EXERCISE PROMPT
The stretch from the line with "pub const IDSCAN: &str" through the line with "pub const MOCK: &str" in the records below: write it out exactly, and nothing else.

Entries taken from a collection
▽

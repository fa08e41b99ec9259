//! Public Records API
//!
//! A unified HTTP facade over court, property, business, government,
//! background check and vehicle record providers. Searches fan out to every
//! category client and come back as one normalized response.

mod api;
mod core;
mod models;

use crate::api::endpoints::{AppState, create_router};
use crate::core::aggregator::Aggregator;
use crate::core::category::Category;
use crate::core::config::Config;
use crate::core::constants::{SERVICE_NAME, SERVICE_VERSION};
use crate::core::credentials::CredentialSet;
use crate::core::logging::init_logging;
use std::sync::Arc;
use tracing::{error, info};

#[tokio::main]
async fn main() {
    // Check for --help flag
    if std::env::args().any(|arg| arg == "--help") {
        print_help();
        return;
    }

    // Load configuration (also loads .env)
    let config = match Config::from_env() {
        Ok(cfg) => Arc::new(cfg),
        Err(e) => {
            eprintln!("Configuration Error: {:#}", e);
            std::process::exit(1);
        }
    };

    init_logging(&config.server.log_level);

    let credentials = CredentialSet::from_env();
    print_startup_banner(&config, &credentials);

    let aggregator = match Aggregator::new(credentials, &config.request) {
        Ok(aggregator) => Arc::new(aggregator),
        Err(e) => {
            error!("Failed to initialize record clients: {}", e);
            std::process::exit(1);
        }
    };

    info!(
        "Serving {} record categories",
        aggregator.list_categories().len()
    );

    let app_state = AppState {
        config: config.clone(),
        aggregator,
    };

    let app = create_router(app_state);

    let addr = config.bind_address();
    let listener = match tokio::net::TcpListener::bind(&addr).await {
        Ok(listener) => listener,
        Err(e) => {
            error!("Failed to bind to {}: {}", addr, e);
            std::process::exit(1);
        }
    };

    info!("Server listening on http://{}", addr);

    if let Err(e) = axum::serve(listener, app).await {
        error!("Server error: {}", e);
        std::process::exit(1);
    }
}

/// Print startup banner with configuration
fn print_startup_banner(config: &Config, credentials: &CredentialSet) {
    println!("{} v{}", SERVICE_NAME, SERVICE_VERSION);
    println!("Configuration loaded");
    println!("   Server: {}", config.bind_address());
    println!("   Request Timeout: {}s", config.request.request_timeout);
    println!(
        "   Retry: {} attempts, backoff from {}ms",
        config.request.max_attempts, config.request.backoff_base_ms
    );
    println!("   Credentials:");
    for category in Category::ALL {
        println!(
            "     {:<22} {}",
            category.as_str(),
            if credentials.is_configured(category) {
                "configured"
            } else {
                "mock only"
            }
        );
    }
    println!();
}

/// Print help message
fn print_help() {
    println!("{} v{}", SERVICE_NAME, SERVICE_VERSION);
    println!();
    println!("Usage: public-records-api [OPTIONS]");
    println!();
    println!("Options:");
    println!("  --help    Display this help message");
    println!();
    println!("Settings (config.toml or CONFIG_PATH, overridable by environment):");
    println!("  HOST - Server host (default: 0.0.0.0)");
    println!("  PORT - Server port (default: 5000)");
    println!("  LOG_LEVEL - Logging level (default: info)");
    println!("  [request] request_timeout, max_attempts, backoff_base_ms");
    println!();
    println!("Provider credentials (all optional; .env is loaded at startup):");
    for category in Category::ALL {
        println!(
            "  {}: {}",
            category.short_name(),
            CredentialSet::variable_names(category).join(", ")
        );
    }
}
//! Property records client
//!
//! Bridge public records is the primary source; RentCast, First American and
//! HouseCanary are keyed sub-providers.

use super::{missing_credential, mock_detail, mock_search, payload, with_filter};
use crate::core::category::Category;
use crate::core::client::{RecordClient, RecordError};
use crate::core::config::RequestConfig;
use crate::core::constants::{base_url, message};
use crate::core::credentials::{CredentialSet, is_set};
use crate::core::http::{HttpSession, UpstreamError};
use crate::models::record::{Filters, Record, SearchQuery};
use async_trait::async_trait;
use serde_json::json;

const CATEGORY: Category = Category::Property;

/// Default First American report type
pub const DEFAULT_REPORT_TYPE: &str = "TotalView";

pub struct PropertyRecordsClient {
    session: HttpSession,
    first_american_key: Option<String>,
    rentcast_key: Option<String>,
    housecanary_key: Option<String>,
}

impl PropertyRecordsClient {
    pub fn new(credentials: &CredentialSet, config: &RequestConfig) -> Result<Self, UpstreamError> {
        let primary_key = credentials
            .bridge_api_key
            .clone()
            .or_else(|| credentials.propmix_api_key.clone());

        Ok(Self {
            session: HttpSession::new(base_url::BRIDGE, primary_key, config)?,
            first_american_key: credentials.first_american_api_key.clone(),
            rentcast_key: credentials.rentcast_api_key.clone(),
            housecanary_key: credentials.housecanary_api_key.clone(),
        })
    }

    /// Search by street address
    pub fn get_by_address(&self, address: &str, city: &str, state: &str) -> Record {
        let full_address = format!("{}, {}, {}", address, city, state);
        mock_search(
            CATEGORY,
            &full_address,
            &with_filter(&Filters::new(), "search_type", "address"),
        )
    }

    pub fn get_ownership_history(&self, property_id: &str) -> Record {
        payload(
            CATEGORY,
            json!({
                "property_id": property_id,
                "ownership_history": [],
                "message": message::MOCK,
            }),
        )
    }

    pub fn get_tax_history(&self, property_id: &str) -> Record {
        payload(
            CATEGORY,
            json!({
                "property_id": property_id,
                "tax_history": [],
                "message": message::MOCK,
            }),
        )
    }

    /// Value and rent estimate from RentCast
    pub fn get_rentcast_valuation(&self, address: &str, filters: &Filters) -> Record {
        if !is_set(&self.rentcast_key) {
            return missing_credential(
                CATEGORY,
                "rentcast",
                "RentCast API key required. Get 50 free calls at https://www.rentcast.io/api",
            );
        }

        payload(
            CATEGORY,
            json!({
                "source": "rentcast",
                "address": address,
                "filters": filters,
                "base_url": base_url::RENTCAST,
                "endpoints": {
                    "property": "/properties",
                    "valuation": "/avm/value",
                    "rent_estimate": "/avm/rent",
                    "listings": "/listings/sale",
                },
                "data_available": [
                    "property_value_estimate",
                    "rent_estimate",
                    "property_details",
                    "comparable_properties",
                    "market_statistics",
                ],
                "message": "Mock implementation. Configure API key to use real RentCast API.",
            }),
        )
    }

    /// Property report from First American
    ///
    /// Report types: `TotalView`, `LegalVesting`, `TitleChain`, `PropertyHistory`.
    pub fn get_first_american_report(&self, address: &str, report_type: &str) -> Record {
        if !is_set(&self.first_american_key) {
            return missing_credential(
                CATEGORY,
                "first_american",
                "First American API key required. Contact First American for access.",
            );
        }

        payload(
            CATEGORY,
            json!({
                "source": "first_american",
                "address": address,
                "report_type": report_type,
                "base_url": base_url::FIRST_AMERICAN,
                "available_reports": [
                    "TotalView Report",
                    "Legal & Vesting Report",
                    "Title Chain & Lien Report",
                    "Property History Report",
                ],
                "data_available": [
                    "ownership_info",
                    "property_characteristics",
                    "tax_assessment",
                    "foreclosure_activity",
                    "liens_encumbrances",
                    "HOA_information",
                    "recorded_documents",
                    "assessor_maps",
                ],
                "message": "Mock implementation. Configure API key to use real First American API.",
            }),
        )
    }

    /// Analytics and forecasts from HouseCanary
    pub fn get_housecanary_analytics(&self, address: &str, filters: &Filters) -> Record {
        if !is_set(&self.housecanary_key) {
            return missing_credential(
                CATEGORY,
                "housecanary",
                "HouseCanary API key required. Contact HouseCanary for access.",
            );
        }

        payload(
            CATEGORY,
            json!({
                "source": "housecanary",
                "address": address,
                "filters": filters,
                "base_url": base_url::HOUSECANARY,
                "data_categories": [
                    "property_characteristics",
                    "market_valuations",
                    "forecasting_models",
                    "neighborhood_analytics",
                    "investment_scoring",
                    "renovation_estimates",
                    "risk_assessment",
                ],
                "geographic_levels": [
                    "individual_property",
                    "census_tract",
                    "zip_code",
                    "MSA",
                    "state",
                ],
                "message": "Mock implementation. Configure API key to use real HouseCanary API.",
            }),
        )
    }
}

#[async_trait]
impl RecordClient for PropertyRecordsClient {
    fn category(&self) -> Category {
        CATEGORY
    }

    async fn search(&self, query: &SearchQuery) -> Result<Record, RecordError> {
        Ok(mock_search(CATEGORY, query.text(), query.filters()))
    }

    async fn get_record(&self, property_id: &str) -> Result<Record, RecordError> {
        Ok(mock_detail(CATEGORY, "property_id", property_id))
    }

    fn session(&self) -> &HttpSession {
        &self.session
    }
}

△
▽

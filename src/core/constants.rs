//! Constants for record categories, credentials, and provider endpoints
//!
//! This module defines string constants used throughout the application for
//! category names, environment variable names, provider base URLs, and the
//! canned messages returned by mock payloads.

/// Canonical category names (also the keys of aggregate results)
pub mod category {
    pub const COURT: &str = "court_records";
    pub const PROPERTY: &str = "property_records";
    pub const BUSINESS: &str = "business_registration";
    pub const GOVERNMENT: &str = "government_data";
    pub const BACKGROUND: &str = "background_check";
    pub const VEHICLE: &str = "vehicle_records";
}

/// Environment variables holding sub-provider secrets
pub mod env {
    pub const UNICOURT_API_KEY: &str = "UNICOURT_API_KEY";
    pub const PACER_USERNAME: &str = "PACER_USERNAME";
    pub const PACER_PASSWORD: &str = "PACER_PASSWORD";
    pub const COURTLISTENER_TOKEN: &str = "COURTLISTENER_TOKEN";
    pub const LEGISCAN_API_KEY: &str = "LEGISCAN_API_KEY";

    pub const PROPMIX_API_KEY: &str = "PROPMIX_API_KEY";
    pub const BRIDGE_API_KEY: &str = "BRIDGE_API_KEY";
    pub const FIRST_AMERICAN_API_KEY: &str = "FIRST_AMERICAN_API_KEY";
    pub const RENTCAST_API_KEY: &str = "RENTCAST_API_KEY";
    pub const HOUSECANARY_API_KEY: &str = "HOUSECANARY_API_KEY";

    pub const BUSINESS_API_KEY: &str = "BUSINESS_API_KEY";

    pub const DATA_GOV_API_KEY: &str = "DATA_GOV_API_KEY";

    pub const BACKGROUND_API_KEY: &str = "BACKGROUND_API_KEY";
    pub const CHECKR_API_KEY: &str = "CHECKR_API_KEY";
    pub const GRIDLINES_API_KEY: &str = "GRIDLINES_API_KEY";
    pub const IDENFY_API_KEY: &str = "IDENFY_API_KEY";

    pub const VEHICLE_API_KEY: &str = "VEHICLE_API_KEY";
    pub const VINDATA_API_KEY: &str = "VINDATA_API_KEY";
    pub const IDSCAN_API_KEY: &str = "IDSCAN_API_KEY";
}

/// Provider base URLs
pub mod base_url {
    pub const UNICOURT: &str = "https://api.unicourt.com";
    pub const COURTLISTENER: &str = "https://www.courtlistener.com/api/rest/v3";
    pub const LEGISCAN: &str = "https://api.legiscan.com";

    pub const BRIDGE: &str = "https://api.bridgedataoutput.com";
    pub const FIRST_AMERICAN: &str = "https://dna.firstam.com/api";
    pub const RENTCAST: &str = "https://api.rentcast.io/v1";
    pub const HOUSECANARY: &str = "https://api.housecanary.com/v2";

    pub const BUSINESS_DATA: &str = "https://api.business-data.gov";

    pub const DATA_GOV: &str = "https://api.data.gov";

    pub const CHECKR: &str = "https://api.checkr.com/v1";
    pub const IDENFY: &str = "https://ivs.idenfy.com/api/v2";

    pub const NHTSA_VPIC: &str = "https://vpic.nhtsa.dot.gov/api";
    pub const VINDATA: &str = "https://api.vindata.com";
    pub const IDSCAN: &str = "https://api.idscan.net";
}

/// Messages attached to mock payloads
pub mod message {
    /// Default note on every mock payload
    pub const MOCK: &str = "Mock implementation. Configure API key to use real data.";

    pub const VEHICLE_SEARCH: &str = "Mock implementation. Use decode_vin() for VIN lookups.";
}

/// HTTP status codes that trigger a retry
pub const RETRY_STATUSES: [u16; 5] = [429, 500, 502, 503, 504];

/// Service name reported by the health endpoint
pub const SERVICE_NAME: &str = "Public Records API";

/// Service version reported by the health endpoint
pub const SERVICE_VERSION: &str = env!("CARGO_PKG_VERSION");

△

RESULT FOR THIS EXERCISE
    pub const IDSCAN: &str = "https://api.idscan.net";
}

/// Messages attached to mock payloads
pub mod message {
    /// Default note on every mock payload
    pub const MOCK: &str = "Mock implementation. Configure API key to use real data.";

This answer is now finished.